By Tim Golden
New York TimesFebruary 27, 2001
At the climax of one of the biggest undercover money-laundering investigations in United States history, federal agents seized $1.8 million in 1998 from Citibank accounts in New York that were held by a mysterious Cayman Islands bank that had no corporate offices anywhere in the world.
But despite indications that the money had come from drug dealers in Mexico, Citibank continued to do business with the Caymans bank for almost two years, moving another $300 million through the accounts before they were finally closed by Citibank.
Officials of Citibank and its parent company, Citigroup Inc., said they had not realized that anything might be amiss with the Caymans bank, which was tied to a financial group in Argentina led by the former treasury secretary there. And they emphasized that they have since developed a system for processing official seizures to avoid such mistakes.
Yet interviews with government investigators and a new study of the case by the Democratic staff of a Senate subcommittee raise questions about Citibank's slow response to the indications that something was wrong with the operations of the Caymans bank, M. A. Bank Ltd.
"They weren't just asleep at the switch — they were in a deep sleep on this one," Senator Carl Levin, a Michigan Democrat who oversaw the Senate inquiry, said of Citibank. "Even after the seizure warrant, they continued to accept deposits from M. A. Bank without due diligence."
Both the government investigators and money-laundering experts said the case was striking evidence of how criminals have been able to move illicit funds surreptitiously through accounts that offshore banks keep at big institutions in the United States.
Those so-called correspondent accounts provide tiny foreign banks that are subject to little government regulation with access to the American financial system. As many as 2,000 such banks are scattered around the world, mostly in small island nations in the Caribbean, the South Pacific and elsewhere.
M. A. Bank, which was licensed in 1991, was a classic shell: It never had so much as an office in the Caymans, and its supposed administrative headquarters in Uruguay was nothing more than the address of an accounting firm that processed its correspondence, the Senate report said. At least part of the millions of dollars wired into its accounts in New York were then paid out in cash in Argentina to a local real estate agent later identified by American officials as a representative of the Mexican drug traffickers.

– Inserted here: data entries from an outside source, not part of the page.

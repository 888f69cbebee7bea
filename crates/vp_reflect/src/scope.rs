//! Class loading context.

use std::fmt;
use std::sync::Arc;

use vp_utils::CacheMap;
use vp_utils::hash::{HashMap, HashSet};

use crate::error::ClassNotFound;
use crate::info::{ConstructorInfo, FieldInfo, MethodInfo, TypeInfo};
use crate::registry::{TypeRegistry, TypeRegistryArc, system};
use crate::ty::{Primitive, Type};

// -----------------------------------------------------------------------------
// TypeScope

/// Resolves class names and member tables against a registry.
///
/// Names are tried, in order, as a primitive keyword, an explicit import,
/// a full path, an unambiguous simple name and finally under each imported
/// package. A name the scope's own registry does not know is retried once
/// against the [system registry](crate::registry::system).
///
/// Resolved names are cached until [`invalidate`](Self::invalidate).
///
/// # Examples
///
/// ```
/// use vp_reflect::info::TypeInfo;
/// use vp_reflect::registry::TypeRegistryArc;
/// use vp_reflect::scope::TypeScope;
/// use vp_reflect::ty::Type;
///
/// let registry = TypeRegistryArc::default();
/// registry.write().register(TypeInfo::class("demo.geo.Point"));
///
/// let scope = TypeScope::new(registry)
///     .with_import("P", "demo.geo.Point")
///     .with_package("demo.geo");
///
/// assert_eq!(scope.resolve_type("P").unwrap(), Type::named("demo.geo.Point"));
/// assert_eq!(scope.resolve_type("Point").unwrap(), Type::named("demo.geo.Point"));
/// assert_eq!(scope.resolve_type("int[]").unwrap(), Type::array_of(Type::INT));
/// assert!(scope.resolve_type("demo.Missing").is_err());
/// ```
pub struct TypeScope {
    registry: TypeRegistryArc,
    imports: HashMap<Arc<str>, Arc<str>>,
    packages: Vec<Arc<str>>,
    resolved: CacheMap<Box<str>, Type>,
}

impl Default for TypeScope {
    fn default() -> Self {
        Self::new(system().clone())
    }
}

impl TypeScope {
    const CACHE_CAPACITY: usize = 4096;

    pub fn new(registry: TypeRegistryArc) -> Self {
        Self {
            registry,
            imports: HashMap::default(),
            packages: Vec::new(),
            resolved: CacheMap::new("class names", Self::CACHE_CAPACITY),
        }
    }

    /// Imports `path` under `alias`.
    pub fn with_import(mut self, alias: &str, path: &str) -> Self {
        self.imports.insert(Arc::from(alias), Arc::from(path));
        self
    }

    /// Makes every type directly under `package` reachable by simple name.
    pub fn with_package(mut self, package: &str) -> Self {
        let package: Arc<str> = Arc::from(package.trim_end_matches('.'));
        if !self.packages.contains(&package) {
            self.packages.push(package);
        }
        self
    }

    #[inline]
    pub fn registry(&self) -> &TypeRegistryArc {
        &self.registry
    }

    fn is_system(&self) -> bool {
        Arc::ptr_eq(&self.registry.internal, &system().internal)
    }

    // -------------------------------------------------------------------------
    // Class names

    /// Resolves a class name to a type handle.
    pub fn resolve_type(&self, name: &str) -> Result<Type, ClassNotFound> {
        let name = name.trim();
        if let Some(ty) = self.resolved.get(name) {
            return Ok(ty);
        }
        let ty = self
            .lookup(name)
            .ok_or_else(|| ClassNotFound(Arc::from(name)))?;
        log::debug!("resolved class `{name}` to `{ty}`");
        Ok(self.resolved.insert(Box::from(name), ty))
    }

    /// Like [`resolve_type`](Self::resolve_type), without the error.
    #[inline]
    pub fn try_resolve_type(&self, name: &str) -> Option<Type> {
        self.resolve_type(name).ok()
    }

    fn lookup(&self, name: &str) -> Option<Type> {
        if name.is_empty() {
            return None;
        }
        if let Some(elem) = name.strip_suffix("[]") {
            return self.lookup(elem.trim_end()).map(Type::array_of);
        }
        if name == "void" {
            return Some(Type::Void);
        }
        if let Some(p) = Primitive::from_name(name) {
            return Some(Type::Primitive(p));
        }

        let found = self.lookup_in(&self.registry.read(), name);
        if found.is_some() || self.is_system() {
            return found;
        }
        log::debug!("class `{name}` not in scope registry, retrying system registry");
        self.lookup_in(&system().read(), name)
    }

    fn lookup_in(&self, registry: &TypeRegistry, name: &str) -> Option<Type> {
        let by_path = |path: &str| registry.get_with_type_path(path).map(|info| info.ty().clone());

        if let Some(path) = self.imports.get(name) {
            return by_path(path);
        }
        if let Some(ty) = by_path(name) {
            return Some(ty);
        }
        if !name.contains('.')
            && let Some(info) = registry.get_with_type_name(name)
        {
            return Some(info.ty().clone());
        }
        self.packages
            .iter()
            .find_map(|package| by_path(&format!("{package}.{name}")))
    }

    // -------------------------------------------------------------------------
    // Member tables

    /// The member table of `ty`. Primitive types share their boxed table.
    pub fn type_info(&self, ty: &Type) -> Option<Arc<TypeInfo>> {
        let ty = ty.boxed();
        let found = self.registry.read().get(&ty).cloned();
        if found.is_some() || self.is_system() {
            return found;
        }
        system().read().get(&ty).cloned()
    }

    /// `ty` followed by all of its supertypes, breadth first, ending with
    /// [`Type::Object`].
    pub fn lineage(&self, ty: &Type) -> Vec<Type> {
        let mut lineage = vec![ty.boxed()];
        let mut seen: HashSet<Type> = HashSet::default();
        seen.insert(ty.boxed());

        let mut next = 0;
        while next < lineage.len() {
            let current = lineage[next].clone();
            next += 1;
            if let Some(info) = self.type_info(&current) {
                for parent in info.supertypes() {
                    if seen.insert(parent.clone()) {
                        lineage.push(parent.clone());
                    }
                }
            }
        }
        if seen.insert(Type::Object) {
            lineage.push(Type::Object);
        } else if let Some(pos) = lineage.iter().position(|t| *t == Type::Object) {
            let object = lineage.remove(pos);
            lineage.push(object);
        }
        lineage
    }

    /// Returns `true` if a value of type `source` may be used where `target`
    /// is declared, without conversion.
    pub fn is_assignable(&self, target: &Type, source: &Type) -> bool {
        if target == source {
            return true;
        }
        if target.is_primitive() || source.is_primitive() {
            return false;
        }
        if *target == Type::Object {
            return true;
        }
        match (target, source) {
            (Type::Array(t), Type::Array(s)) => {
                !t.is_primitive() && !s.is_primitive() && self.is_assignable(t, s)
            }
            _ => self.lineage(source).contains(target),
        }
    }

    /// Methods named `name` visible on `ty`, in declaration order, the type's
    /// own methods before inherited ones. An inherited method with the same
    /// parameter list as a visible one is hidden.
    pub fn methods_named(&self, ty: &Type, name: &str, statics_only: bool) -> Vec<Arc<MethodInfo>> {
        let mut methods: Vec<Arc<MethodInfo>> = Vec::new();
        for owner in self.lineage(ty) {
            let Some(info) = self.type_info(&owner) else {
                continue;
            };
            for method in info.methods_named(name) {
                if statics_only && !method.is_static() {
                    continue;
                }
                if methods.iter().all(|m| m.params() != method.params()) {
                    methods.push(method.clone());
                }
            }
        }
        methods
    }

    /// The first field named `name` on `ty` or its supertypes.
    pub fn find_field(&self, ty: &Type, name: &str) -> Option<Arc<FieldInfo>> {
        self.lineage(ty)
            .iter()
            .filter_map(|owner| self.type_info(owner))
            .find_map(|info| info.field(name).cloned())
    }

    /// The constructors declared on `ty`, in declaration order.
    pub fn constructors(&self, ty: &Type) -> Vec<Arc<ConstructorInfo>> {
        self.type_info(ty)
            .map(|info| info.constructors().to_vec())
            .unwrap_or_default()
    }

    /// Forgets every resolved class name.
    pub fn invalidate(&self) {
        self.resolved.clear();
    }
}

impl fmt::Debug for TypeScope {
    fn fmt(&self, f: &mut fmt::Formatter<'_>) -> fmt::Result {
        f.debug_struct("TypeScope")
            .field("imports", &self.imports)
            .field("packages", &self.packages)
            .field("resolved", &self.resolved)
            .finish_non_exhaustive()
    }
}

#[cfg(test)]
mod tests {
    use super::TypeScope;
    use crate::info::{FieldInfo, MethodInfo, TypeInfo};
    use crate::registry::{TypeRegistry, TypeRegistryArc};
    use crate::ty::{Primitive, Type};
    use crate::value::Value;

    fn shapes() -> TypeScope {
        let registry = TypeRegistryArc::new(TypeRegistry::empty());
        {
            let mut registry = registry.write();
            registry.register(
                TypeInfo::class("demo.Shape")
                    .with_field(FieldInfo::constant("SIDES", Type::INT, 0))
                    .with_method(MethodInfo::new("area", [], Type::DOUBLE, |_, _| Ok(Value::Double(0.0))))
                    .with_method(MethodInfo::new("scale", [Type::DOUBLE], Type::Void, |_, _| Ok(Value::Null))),
            );
            registry.register(
                TypeInfo::class("demo.Square")
                    .with_supertype(Type::named("demo.Shape"))
                    .with_method(MethodInfo::new("area", [], Type::DOUBLE, |_, _| Ok(Value::Double(1.0))))
                    .with_method(MethodInfo::new("scale", [Type::INT], Type::Void, |_, _| Ok(Value::Null))),
            );
        }
        TypeScope::new(registry)
    }

    #[test]
    fn lineage_ends_with_object() {
        let scope = shapes();
        assert_eq!(
            scope.lineage(&Type::named("demo.Square")),
            [Type::named("demo.Square"), Type::named("demo.Shape"), Type::Object],
        );
        assert_eq!(
            scope.lineage(&Type::INT),
            [Type::Boxed(Primitive::Int), Type::named("core.Number"), Type::Object],
        );
    }

    #[test]
    fn own_methods_come_first_and_hide_overridden_ones() {
        let scope = shapes();
        let square = Type::named("demo.Square");

        let area = scope.methods_named(&square, "area", false);
        assert_eq!(area.len(), 1);
        assert_eq!(area[0].declaring(), &square);

        let scale = scope.methods_named(&square, "scale", false);
        let params: Vec<_> = scale.iter().map(|m| m.params()[0].clone()).collect();
        assert_eq!(params, [Type::INT, Type::DOUBLE]);

        // Object members come from the system registry.
        assert_eq!(scope.methods_named(&square, "toString", false).len(), 1);
        assert!(scope.methods_named(&square, "area", true).is_empty());
    }

    #[test]
    fn assignability_follows_supertypes() {
        let scope = shapes();
        let (shape, square) = (Type::named("demo.Shape"), Type::named("demo.Square"));
        assert!(scope.is_assignable(&shape, &square));
        assert!(!scope.is_assignable(&square, &shape));
        assert!(scope.is_assignable(&Type::Object, &square));
        assert!(!scope.is_assignable(&Type::Object, &Type::INT));
        assert!(scope.is_assignable(&Type::array_of(shape.clone()), &Type::array_of(square)));
        assert!(!scope.is_assignable(&Type::array_of(Type::LONG), &Type::array_of(Type::INT)));
    }

    #[test]
    fn inherited_fields_are_found() {
        let scope = shapes();
        let field = scope.find_field(&Type::named("demo.Square"), "SIDES").unwrap();
        assert_eq!(field.declaring(), &Type::named("demo.Shape"));
    }

    #[test]
    fn unknown_names_fall_back_to_the_system_registry() {
        let scope = shapes();
        assert_eq!(scope.resolve_type("Math").unwrap(), Type::named("core.Math"));
        assert_eq!(scope.resolve_type("core.String").unwrap(), Type::String);
        assert_eq!(scope.resolve_type("Square").unwrap(), Type::named("demo.Square"));
        assert!(scope.resolve_type("Circle").is_err());
    }
}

To bankers at Citigroup, however, M. A. Bank drew legitimacy from being part of the Mercado Abierto Group, a financial group based in Buenos Aires that had been a Citibank client since 1989. The group is owned by three well-known economic officials of the military governments that ruled that country until the early 1980's, the most prominent of whom, Aldo Luis Ducler, served as treasury secretary then and is now the group's president.
Federal and Senate investigators suggested that Citibank officials had considerable reason to grow suspicious of M. A. Bank after May 18, 1998, when they were ordered to seize the $1.8 million — all that was left of $7.7 million that Mexican drug traffickers had funneled through the account. The warrant presented to Citibank cited federal money-laundering laws as grounds for the confiscation.
The warrant was also delivered just as the Clinton administration was presenting what it called Operation Casablanca, in which Customs agents uncovered a network of Mexican and Venezuelan banks that were helping Mexico's biggest drug traffickers to hide their profits.
The affidavit filed in federal court in Los Angeles in support of the Citibank seizure clearly tied it to the undercover investigation. Nonetheless, Citibank officials told Senate staff members that it was only when the investigators approached them with questions about their handling of the M. A. Bank account — 17 months after the seizure — that they finally linked the seizure to drug trafficking.
Several American officials asserted that the Customs agents who ran the Casablanca investigation could have been more aggressive in pursuing the Argentine connection. The Argentine real estate agent to whom Citibank paid the money in Buenos Aires had been put in touch with undercover agents by the man then considered Mexico's biggest drug trafficker, Amado Carrillo Fuentes, the American officials said. And according to a forfeiture complaint filed by the federal government, the real estate agent and Mr. Ducler, of the Mercado Abierto Group, set up the accounts on behalf of a former Mexican federal police official convicted in the United States of drug smuggling.
In a telephone interview from Buenos Aires, Mr. Ducler denied ever having met the former police official, and said he never had any clue that the real estate agent, now a fugitive from Argentine justice, was representing Mexican traffickers. He emphasized that about one- third of the $1.8 million seized was later returned in a settlement, and that the illegal funds wired to M. A. Bank's account with Citibank had originated in an undercover Customs Service account at Bank of America. "No illicit money could ever have come into our bank had it not come in an undercover operation, and from an institution of the first rank, like the Bank of America," he said. "Not only did we not infect the financial system of the United States, but it was the United States' undercover operation that infected us with illicit funds."